* [Available data]
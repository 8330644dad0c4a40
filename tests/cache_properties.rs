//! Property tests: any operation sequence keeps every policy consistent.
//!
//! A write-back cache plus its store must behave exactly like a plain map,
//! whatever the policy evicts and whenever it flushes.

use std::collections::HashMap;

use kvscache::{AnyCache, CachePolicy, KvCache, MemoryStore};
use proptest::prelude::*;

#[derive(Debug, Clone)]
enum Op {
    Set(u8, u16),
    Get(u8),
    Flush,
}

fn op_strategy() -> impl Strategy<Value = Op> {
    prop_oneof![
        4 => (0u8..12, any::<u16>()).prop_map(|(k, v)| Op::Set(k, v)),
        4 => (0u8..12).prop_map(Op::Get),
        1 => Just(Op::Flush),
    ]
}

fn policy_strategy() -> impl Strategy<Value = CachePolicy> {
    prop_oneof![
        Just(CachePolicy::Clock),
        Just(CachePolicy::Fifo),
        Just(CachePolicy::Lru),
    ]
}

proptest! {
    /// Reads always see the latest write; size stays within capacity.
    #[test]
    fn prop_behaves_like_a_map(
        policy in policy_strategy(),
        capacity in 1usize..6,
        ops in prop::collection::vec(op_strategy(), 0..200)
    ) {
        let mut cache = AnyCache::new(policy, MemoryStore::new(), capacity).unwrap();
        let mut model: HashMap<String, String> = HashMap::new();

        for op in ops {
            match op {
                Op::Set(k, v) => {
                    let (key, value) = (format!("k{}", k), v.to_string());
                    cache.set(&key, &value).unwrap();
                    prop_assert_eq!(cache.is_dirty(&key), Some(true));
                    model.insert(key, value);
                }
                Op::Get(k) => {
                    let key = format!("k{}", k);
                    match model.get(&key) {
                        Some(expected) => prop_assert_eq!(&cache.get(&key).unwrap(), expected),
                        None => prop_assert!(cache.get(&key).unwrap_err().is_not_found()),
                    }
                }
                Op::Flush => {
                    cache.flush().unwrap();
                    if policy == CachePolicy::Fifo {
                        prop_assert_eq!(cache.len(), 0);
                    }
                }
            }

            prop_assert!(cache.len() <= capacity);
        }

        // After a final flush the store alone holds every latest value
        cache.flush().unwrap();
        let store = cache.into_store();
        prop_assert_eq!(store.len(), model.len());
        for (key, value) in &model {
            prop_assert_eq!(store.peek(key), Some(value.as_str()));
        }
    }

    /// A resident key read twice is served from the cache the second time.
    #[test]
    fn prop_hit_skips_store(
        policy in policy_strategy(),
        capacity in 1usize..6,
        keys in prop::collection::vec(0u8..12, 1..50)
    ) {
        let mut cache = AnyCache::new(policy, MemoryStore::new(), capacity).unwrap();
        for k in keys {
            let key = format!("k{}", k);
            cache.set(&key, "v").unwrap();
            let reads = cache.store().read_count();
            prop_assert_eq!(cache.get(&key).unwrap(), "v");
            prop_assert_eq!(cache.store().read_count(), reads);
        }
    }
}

---

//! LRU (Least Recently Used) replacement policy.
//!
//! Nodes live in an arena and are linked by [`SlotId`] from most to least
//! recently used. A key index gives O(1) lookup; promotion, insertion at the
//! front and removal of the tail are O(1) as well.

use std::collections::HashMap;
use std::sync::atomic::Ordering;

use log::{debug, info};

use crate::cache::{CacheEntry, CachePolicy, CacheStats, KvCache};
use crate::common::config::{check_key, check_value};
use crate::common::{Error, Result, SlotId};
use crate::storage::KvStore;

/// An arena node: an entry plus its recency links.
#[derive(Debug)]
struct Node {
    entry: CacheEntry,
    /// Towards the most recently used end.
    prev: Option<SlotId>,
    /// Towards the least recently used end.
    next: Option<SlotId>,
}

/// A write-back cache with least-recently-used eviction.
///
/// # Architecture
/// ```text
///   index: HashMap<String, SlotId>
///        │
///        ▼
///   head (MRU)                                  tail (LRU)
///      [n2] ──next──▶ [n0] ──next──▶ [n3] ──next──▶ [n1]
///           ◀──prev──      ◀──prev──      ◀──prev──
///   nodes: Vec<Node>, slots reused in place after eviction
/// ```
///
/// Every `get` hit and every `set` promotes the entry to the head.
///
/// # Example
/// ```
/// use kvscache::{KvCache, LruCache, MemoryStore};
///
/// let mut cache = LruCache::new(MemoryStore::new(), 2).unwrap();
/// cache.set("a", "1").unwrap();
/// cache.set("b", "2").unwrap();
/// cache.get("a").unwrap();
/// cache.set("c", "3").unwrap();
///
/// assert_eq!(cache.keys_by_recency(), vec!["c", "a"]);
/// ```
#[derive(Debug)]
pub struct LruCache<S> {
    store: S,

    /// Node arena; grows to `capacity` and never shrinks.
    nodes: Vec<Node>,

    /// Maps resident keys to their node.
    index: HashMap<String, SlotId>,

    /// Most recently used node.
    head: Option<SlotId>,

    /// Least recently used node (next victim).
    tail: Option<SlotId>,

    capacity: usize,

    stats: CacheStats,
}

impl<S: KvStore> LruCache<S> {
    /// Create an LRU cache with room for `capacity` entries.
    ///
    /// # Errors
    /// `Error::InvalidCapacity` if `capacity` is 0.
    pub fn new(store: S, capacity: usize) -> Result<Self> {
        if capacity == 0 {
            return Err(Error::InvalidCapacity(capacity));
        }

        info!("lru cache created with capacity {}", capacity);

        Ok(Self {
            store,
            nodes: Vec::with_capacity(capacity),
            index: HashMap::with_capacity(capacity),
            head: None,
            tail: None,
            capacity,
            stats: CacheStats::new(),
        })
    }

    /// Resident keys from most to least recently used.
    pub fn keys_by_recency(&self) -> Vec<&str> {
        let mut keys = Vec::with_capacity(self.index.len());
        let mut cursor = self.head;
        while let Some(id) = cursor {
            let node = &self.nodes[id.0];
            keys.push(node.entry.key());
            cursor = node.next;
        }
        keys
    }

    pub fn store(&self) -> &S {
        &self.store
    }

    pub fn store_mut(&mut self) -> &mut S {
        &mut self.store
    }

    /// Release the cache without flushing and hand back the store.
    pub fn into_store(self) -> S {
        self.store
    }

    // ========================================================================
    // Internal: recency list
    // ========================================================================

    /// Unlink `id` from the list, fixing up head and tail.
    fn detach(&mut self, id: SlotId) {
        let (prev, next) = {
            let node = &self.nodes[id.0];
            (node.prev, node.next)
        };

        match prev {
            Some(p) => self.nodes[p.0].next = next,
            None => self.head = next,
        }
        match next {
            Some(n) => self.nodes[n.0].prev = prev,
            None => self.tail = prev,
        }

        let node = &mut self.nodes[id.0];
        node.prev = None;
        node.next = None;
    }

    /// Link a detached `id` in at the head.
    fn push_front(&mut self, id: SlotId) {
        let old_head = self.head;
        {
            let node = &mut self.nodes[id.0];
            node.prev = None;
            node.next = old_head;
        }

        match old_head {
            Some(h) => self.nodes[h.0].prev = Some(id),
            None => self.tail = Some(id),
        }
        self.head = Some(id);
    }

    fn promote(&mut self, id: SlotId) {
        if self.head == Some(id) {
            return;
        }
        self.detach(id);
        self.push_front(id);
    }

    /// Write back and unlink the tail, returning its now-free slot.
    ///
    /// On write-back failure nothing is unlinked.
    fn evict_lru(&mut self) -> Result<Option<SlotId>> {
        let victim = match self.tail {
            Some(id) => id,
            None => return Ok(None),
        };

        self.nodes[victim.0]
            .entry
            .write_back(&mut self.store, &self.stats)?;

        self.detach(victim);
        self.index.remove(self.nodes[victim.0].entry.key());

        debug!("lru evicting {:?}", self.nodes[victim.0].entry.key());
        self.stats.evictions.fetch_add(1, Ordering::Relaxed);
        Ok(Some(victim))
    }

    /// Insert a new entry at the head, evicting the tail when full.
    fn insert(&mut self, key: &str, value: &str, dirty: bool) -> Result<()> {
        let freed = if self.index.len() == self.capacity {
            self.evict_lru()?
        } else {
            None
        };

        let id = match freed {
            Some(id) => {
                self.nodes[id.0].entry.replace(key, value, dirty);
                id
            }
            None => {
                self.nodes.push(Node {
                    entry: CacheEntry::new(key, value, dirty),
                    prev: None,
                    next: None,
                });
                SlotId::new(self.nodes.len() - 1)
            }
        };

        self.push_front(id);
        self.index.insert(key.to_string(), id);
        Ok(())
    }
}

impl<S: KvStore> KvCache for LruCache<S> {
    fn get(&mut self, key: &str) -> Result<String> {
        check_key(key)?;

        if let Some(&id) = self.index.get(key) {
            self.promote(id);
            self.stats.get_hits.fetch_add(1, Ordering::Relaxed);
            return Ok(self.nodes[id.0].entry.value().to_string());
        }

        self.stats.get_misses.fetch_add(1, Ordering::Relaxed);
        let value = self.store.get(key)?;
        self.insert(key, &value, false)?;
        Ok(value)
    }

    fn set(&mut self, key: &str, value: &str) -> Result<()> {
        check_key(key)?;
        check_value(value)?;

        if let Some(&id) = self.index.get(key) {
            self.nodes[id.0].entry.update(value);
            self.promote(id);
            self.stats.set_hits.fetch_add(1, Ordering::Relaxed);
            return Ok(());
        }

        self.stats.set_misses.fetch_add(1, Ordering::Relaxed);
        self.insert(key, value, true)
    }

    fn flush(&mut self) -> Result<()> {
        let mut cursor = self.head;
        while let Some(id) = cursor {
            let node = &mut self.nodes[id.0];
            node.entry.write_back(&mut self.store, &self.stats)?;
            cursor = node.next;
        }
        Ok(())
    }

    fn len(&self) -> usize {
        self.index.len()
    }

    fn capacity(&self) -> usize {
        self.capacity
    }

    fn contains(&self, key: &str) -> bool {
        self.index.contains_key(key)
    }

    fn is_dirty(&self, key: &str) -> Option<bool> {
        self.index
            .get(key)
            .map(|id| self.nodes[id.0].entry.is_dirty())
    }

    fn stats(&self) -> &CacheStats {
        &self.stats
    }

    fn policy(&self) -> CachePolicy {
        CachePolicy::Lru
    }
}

...

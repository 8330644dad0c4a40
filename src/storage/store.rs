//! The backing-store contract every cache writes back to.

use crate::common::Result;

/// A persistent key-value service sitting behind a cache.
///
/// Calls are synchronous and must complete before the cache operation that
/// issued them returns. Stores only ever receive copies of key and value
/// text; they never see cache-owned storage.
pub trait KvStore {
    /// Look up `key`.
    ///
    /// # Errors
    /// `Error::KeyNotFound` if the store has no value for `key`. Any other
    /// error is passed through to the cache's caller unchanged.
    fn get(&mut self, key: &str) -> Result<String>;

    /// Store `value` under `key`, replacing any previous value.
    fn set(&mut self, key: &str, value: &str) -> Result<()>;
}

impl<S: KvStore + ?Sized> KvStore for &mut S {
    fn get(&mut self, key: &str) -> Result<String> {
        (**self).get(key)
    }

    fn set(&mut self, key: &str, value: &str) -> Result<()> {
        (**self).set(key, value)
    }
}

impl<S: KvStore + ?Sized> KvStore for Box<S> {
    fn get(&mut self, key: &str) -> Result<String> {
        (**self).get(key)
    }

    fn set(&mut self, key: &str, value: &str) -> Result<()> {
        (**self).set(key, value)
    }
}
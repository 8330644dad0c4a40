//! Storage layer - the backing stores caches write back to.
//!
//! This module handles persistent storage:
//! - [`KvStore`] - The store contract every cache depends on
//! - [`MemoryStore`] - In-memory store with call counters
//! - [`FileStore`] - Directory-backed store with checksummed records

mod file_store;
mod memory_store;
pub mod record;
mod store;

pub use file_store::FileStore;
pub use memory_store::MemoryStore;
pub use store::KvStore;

* [Try it]
Gather from the entries above all lines that include the string "bool".

* [Expected answer]
    fn insert(&mut self, key: &str, value: &str, dirty: bool) -> Result<()> {
    fn contains(&self, key: &str) -> bool {
    fn is_dirty(&self, key: &str) -> Option<bool> {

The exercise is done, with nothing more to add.